## PROBLEM REQUIREMENTS
Retype word for word the lines of the data below, from the first to the one bearing "en même temps", with that one included.

******

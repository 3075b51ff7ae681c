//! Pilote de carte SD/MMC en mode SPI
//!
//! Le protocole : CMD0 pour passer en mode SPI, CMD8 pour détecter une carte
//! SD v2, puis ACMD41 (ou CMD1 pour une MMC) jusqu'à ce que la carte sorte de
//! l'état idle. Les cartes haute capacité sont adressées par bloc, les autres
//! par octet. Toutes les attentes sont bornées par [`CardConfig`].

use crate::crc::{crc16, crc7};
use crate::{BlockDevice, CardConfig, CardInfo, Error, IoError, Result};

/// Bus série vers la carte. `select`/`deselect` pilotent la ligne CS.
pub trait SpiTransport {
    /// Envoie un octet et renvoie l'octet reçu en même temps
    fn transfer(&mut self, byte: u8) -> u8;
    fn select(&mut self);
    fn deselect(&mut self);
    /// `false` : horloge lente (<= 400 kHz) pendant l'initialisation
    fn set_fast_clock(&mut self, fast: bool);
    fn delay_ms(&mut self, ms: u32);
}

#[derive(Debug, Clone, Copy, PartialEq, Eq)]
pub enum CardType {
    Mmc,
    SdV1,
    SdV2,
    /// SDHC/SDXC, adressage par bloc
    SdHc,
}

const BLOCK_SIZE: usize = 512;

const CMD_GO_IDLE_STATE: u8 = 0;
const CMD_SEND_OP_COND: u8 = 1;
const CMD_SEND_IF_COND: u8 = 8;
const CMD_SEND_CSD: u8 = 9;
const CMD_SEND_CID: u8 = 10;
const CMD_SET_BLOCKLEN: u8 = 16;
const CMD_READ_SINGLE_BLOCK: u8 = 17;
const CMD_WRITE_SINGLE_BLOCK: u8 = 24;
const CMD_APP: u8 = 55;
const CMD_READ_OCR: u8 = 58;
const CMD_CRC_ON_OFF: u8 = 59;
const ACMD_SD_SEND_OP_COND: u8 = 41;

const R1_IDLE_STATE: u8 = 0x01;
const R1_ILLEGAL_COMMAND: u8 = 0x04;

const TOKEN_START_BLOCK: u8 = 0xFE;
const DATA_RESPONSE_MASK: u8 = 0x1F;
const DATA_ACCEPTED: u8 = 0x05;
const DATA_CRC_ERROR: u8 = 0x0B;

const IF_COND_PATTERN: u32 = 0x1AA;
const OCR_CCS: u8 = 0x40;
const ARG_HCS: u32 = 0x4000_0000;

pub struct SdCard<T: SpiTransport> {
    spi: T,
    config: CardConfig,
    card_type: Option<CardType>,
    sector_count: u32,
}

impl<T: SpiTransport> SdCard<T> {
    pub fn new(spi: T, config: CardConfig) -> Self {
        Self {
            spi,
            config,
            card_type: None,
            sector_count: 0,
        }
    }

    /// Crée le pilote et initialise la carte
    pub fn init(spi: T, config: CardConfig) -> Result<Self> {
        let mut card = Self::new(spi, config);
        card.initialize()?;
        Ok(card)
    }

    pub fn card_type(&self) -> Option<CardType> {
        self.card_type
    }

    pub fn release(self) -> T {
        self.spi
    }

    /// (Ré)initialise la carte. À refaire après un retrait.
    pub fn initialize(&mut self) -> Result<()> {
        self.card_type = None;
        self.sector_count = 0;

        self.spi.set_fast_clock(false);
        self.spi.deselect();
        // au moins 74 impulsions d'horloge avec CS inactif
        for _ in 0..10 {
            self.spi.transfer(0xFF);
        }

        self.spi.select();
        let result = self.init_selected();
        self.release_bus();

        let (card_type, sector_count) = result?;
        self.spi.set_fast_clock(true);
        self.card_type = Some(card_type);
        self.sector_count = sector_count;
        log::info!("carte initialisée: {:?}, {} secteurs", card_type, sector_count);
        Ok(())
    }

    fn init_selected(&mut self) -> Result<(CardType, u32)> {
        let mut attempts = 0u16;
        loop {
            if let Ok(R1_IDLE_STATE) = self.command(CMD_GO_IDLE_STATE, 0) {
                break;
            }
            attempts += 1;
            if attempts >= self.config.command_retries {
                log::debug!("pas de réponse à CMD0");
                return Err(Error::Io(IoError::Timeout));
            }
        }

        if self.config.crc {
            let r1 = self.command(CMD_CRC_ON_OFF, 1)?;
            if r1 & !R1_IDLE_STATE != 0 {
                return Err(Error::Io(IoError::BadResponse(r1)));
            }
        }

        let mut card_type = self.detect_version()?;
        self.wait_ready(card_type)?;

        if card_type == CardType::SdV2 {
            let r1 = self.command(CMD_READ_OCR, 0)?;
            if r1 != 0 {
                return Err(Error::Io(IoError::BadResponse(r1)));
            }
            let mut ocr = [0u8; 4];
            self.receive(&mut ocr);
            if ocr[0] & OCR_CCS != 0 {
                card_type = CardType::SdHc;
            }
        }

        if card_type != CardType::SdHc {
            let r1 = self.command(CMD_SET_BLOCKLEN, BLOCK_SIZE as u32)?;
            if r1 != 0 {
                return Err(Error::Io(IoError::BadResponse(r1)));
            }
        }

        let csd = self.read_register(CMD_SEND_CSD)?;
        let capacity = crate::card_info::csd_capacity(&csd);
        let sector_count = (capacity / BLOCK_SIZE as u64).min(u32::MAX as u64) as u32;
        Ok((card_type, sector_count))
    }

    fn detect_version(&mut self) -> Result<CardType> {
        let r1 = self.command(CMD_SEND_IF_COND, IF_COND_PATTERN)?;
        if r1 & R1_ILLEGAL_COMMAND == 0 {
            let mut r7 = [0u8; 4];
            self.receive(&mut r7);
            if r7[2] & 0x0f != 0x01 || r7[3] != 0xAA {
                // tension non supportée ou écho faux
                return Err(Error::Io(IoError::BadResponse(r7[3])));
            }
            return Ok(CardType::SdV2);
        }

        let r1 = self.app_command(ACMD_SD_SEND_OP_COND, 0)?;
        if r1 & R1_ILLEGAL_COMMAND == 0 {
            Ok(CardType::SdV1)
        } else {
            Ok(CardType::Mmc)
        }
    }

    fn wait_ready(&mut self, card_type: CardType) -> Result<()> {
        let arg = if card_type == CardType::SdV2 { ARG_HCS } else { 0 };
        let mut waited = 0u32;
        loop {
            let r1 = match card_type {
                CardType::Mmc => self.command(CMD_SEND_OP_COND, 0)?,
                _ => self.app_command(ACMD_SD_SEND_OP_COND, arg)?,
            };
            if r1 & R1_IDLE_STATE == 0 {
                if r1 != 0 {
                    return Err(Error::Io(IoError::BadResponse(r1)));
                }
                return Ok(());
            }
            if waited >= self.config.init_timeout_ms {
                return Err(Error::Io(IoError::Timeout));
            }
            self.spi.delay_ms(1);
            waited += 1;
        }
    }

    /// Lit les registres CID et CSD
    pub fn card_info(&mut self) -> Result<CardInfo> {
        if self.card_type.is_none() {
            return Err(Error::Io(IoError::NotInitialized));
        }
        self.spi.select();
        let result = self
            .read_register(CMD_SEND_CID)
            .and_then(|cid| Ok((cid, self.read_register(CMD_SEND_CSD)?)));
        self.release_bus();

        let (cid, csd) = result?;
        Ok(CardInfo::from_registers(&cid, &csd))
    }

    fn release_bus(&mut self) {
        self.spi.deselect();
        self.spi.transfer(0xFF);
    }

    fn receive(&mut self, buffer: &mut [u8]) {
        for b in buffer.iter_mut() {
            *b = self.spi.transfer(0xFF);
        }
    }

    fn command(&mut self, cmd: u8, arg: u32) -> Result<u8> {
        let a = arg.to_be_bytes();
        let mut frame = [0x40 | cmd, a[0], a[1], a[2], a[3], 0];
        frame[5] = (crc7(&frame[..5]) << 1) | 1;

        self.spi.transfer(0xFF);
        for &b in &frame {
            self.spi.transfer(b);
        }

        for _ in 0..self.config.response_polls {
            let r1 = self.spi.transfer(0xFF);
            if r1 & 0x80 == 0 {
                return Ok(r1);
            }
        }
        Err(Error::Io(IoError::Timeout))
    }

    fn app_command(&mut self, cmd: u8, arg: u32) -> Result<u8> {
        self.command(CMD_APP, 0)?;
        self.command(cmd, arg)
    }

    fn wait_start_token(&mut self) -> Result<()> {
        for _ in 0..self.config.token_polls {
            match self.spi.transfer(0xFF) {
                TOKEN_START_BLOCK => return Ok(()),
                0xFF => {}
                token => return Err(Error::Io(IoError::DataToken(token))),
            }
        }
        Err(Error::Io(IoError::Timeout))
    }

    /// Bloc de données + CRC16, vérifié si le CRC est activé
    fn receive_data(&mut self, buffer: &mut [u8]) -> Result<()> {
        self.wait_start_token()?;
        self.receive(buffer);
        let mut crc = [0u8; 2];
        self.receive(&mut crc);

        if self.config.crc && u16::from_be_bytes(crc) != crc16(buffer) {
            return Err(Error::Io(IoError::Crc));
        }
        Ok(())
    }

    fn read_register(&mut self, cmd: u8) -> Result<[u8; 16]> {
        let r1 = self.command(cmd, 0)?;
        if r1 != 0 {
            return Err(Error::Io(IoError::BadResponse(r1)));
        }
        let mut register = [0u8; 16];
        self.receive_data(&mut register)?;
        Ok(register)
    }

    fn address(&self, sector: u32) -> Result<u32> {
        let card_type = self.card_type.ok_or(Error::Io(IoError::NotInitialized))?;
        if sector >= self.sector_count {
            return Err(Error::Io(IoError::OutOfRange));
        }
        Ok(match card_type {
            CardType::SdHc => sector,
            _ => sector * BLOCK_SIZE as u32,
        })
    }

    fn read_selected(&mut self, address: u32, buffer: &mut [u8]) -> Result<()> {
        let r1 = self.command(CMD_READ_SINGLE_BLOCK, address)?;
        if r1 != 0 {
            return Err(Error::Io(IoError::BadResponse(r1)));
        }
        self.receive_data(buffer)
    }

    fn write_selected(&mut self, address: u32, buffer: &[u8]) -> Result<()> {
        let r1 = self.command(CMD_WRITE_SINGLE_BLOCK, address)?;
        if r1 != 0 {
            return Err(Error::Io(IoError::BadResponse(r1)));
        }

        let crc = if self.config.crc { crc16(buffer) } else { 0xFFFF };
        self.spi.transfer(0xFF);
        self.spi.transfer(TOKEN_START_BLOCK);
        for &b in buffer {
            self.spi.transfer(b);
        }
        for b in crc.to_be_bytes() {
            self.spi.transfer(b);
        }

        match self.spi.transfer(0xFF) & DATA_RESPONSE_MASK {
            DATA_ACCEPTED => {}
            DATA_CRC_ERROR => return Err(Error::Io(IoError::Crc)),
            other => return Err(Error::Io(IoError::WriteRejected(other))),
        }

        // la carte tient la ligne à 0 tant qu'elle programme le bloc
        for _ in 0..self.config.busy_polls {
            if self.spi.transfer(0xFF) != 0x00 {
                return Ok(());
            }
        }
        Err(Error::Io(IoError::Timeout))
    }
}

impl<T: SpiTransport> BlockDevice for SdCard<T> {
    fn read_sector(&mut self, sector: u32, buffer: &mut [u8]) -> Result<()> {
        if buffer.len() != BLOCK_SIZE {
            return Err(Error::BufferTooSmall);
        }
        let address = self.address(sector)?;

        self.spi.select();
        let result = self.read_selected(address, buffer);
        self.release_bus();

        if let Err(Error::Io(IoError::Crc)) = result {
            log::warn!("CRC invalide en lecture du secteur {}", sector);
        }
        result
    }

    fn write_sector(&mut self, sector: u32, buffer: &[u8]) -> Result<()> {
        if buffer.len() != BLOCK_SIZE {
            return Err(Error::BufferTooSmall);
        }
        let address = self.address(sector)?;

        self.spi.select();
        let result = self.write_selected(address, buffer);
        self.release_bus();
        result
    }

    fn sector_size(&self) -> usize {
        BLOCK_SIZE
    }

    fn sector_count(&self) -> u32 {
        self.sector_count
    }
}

******

## SOLUTION
repository 3075b51ff7ae681c
//! Pilote de carte SD/MMC en mode SPI
//!
//! Le protocole : CMD0 pour passer en mode SPI, CMD8 pour détecter une carte
//! SD v2, puis ACMD41 (ou CMD1 pour une MMC) jusqu'à ce que la carte sorte de
//! l'état idle. Les cartes haute capacité sont adressées par bloc, les autres
//! par octet. Toutes les attentes sont bornées par [`CardConfig`].

use crate::crc::{crc16, crc7};
use crate::{BlockDevice, CardConfig, CardInfo, Error, IoError, Result};

/// Bus série vers la carte. `select`/`deselect` pilotent la ligne CS.
pub trait SpiTransport {
    /// Envoie un octet et renvoie l'octet reçu en même temps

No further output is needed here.